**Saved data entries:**

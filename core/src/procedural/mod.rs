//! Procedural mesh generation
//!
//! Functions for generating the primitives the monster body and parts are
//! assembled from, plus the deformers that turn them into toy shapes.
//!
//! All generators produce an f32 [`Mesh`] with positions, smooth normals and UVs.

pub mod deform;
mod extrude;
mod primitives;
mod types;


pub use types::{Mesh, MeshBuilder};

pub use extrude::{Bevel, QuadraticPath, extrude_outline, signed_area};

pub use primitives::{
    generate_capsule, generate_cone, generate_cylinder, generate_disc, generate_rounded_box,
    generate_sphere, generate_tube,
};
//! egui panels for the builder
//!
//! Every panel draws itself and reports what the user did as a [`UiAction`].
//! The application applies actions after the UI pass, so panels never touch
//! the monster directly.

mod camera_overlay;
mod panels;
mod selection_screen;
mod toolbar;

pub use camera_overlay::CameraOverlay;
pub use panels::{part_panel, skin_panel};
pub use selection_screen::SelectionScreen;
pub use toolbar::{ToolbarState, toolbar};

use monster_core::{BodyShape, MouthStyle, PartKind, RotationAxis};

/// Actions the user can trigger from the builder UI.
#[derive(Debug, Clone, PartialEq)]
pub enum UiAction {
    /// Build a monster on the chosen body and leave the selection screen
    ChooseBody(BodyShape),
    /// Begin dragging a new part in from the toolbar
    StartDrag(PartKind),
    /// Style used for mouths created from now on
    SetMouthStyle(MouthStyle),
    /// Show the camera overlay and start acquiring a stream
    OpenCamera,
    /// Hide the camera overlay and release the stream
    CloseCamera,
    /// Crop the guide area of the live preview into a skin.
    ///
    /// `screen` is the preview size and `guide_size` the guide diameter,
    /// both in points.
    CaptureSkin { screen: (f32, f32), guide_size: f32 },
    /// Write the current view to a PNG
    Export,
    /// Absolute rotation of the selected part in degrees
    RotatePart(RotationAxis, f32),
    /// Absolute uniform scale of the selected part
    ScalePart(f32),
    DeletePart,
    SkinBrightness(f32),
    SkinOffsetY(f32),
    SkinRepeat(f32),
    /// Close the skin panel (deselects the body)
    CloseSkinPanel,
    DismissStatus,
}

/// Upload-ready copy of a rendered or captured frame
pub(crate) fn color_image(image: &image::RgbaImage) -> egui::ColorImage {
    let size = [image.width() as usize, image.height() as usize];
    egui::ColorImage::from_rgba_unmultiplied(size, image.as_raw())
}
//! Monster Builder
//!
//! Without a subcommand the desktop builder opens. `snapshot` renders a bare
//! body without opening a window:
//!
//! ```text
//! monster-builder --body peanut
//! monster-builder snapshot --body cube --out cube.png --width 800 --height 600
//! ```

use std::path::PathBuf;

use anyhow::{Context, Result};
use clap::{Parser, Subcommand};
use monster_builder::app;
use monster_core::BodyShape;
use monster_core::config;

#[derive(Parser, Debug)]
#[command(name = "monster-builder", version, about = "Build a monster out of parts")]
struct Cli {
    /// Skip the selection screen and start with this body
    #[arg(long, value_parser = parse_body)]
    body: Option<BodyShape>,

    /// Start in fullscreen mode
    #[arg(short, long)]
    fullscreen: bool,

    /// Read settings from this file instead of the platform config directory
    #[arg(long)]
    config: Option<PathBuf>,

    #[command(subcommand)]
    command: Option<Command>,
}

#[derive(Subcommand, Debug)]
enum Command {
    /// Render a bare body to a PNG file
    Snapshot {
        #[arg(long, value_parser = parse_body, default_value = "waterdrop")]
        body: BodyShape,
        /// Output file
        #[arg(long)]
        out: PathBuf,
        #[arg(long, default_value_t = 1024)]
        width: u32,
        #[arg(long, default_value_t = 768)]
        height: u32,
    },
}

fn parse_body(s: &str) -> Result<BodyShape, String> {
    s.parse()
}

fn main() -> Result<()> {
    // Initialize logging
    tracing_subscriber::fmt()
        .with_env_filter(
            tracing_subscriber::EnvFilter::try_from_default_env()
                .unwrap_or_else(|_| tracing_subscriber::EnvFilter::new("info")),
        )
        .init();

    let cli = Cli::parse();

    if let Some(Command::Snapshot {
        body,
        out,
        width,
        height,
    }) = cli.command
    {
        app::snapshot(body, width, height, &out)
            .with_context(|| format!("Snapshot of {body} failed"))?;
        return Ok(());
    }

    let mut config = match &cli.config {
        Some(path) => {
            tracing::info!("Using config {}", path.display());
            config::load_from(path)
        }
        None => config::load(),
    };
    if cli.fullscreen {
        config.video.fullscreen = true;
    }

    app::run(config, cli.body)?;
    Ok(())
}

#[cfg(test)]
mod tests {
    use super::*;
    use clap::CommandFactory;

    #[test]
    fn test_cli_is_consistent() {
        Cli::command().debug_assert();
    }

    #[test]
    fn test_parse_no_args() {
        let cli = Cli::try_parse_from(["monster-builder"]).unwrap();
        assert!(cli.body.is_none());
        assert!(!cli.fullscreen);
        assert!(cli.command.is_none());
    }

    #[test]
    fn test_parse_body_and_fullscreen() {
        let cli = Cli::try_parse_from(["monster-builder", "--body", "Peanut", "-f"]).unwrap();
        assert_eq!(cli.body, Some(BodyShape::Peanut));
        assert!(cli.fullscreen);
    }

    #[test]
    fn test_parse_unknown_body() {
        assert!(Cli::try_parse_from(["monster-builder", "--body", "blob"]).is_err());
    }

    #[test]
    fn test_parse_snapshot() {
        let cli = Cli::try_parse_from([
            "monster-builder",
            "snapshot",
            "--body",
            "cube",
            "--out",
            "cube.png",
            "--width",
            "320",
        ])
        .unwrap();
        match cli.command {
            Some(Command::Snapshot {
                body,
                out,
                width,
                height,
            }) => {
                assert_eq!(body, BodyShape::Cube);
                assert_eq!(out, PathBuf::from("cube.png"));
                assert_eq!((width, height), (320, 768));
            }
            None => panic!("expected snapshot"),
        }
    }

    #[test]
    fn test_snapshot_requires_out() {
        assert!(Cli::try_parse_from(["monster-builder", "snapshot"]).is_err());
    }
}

**What this task involves:** All records should be written out again exactly as given.

**Written solution:**
filename core/src/procedural/mod.rs
//! Procedural mesh generation
//!
//! Functions for generating the primitives the monster body and parts are
//! assembled from, plus the deformers that turn them into toy shapes.
//!
//! All generators produce an f32 [`Mesh`] with positions, smooth normals and UVs.

pub mod deform;
mod extrude;
mod primitives;
mod types;


pub use types::{Mesh, MeshBuilder};

pub use extrude::{Bevel, QuadraticPath, extrude_outline, signed_area};

pub use primitives::{
    generate_capsule, generate_cone, generate_cylinder, generate_disc, generate_rounded_box,
    generate_sphere, generate_tube,
};
//! egui panels for the builder
//!
//! Every panel draws itself and reports what the user did as a [`UiAction`].
//! The application applies actions after the UI pass, so panels never touch
//! the monster directly.

mod camera_overlay;
mod panels;
mod selection_screen;
mod toolbar;

pub use camera_overlay::CameraOverlay;
pub use panels::{part_panel, skin_panel};
pub use selection_screen::SelectionScreen;
pub use toolbar::{ToolbarState, toolbar};

use monster_core::{BodyShape, MouthStyle, PartKind, RotationAxis};

/// Actions the user can trigger from the builder UI.
#[derive(Debug, Clone, PartialEq)]
pub enum UiAction {
    /// Build a monster on the chosen body and leave the selection screen
    ChooseBody(BodyShape),
    /// Begin dragging a new part in from the toolbar
    StartDrag(PartKind),
    /// Style used for mouths created from now on
    SetMouthStyle(MouthStyle),
    /// Show the camera overlay and start acquiring a stream
    OpenCamera,
    /// Hide the camera overlay and release the stream
    CloseCamera,
    /// Crop the guide area of the live preview into a skin.
    ///
    /// `screen` is the preview size and `guide_size` the guide diameter,
    /// both in points.
    CaptureSkin { screen: (f32, f32), guide_size: f32 },
    /// Write the current view to a PNG
    Export,
    /// Absolute rotation of the selected part in degrees
    RotatePart(RotationAxis, f32),
    /// Absolute uniform scale of the selected part
    ScalePart(f32),
    DeletePart,
    SkinBrightness(f32),
    SkinOffsetY(f32),
    SkinRepeat(f32),
    /// Close the skin panel (deselects the body)
    CloseSkinPanel,
    DismissStatus,
}

/// Upload-ready copy of a rendered or captured frame
pub(crate) fn color_image(image: &image::RgbaImage) -> egui::ColorImage {
    let size = [image.width() as usize, image.height() as usize];
    egui::ColorImage::from_rgba_unmultiplied(size, image.as_raw())
}
//! Monster Builder
//!
//! Without a subcommand the desktop builder opens. `snapshot` renders a bare
//! body without opening a window:
//!
//! ```text
//! monster-builder --body peanut
//! monster-builder snapshot --body cube --out cube.png --width 800 --height 600
//! ```

use std::path::PathBuf;

use anyhow::{Context, Result};
use clap::{Parser, Subcommand};
use monster_builder::app;
use monster_core::BodyShape;
use monster_core::config;

#[derive(Parser, Debug)]
#[command(name = "monster-builder", version, about = "Build a monster out of parts")]
struct Cli {
    /// Skip the selection screen and start with this body
    #[arg(long, value_parser = parse_body)]
    body: Option<BodyShape>,

    /// Start in fullscreen mode
    #[arg(short, long)]
    fullscreen: bool,

    /// Read settings from this file instead of the platform config directory
    #[arg(long)]
    config: Option<PathBuf>,

    #[command(subcommand)]
    command: Option<Command>,
}

#[derive(Subcommand, Debug)]
enum Command {
    /// Render a bare body to a PNG file
    Snapshot {
        #[arg(long, value_parser = parse_body, default_value = "waterdrop")]
        body: BodyShape,
        /// Output file
        #[arg(long)]
        out: PathBuf,
        #[arg(long, default_value_t = 1024)]
        width: u32,
        #[arg(long, default_value_t = 768)]
        height: u32,
    },
}

fn parse_body(s: &str) -> Result<BodyShape, String> {
    s.parse()
}

fn main() -> Result<()> {
    // Initialize logging
    tracing_subscriber::fmt()
        .with_env_filter(
            tracing_subscriber::EnvFilter::try_from_default_env()
                .unwrap_or_else(|_| tracing_subscriber::EnvFilter::new("info")),
        )
        .init();

    let cli = Cli::parse();

    if let Some(Command::Snapshot {
        body,
        out,
        width,
        height,
    }) = cli.command
    {
        app::snapshot(body, width, height, &out)
            .with_context(|| format!("Snapshot of {body} failed"))?;
        return Ok(());
    }

    let mut config = match &cli.config {
        Some(path) => {
            tracing::info!("Using config {}", path.display());
            config::load_from(path)
        }
        None => config::load(),
    };
    if cli.fullscreen {
        config.video.fullscreen = true;
    }

    app::run(config, cli.body)?;
    Ok(())
}

#[cfg(test)]
mod tests {
    use super::*;
    use clap::CommandFactory;

    #[test]
    fn test_cli_is_consistent() {
        Cli::command().debug_assert();
    }

    #[test]
    fn test_parse_no_args() {
        let cli = Cli::try_parse_from(["monster-builder"]).unwrap();
        assert!(cli.body.is_none());
        assert!(!cli.fullscreen);
        assert!(cli.command.is_none());
    }

    #[test]
    fn test_parse_body_and_fullscreen() {
        let cli = Cli::try_parse_from(["monster-builder", "--body", "Peanut", "-f"]).unwrap();
        assert_eq!(cli.body, Some(BodyShape::Peanut));
        assert!(cli.fullscreen);
    }

    #[test]
    fn test_parse_unknown_body() {
        assert!(Cli::try_parse_from(["monster-builder", "--body", "blob"]).is_err());
    }

    #[test]
    fn test_parse_snapshot() {
        let cli = Cli::try_parse_from([
            "monster-builder",
            "snapshot",
            "--body",
            "cube",
            "--out",
            "cube.png",
            "--width",
            "320",
        ])
        .unwrap();
        match cli.command {
            Some(Command::Snapshot {
                body,
                out,
                width,
                height,
            }) => {
                assert_eq!(body, BodyShape::Cube);
                assert_eq!(out, PathBuf::from("cube.png"));
                assert_eq!((width, height), (320, 768));
            }
            None => panic!("expected snapshot"),
        }
    }

    #[test]
    fn test_snapshot_requires_out() {
        assert!(Cli::try_parse_from(["monster-builder", "snapshot"]).is_err());
    }
}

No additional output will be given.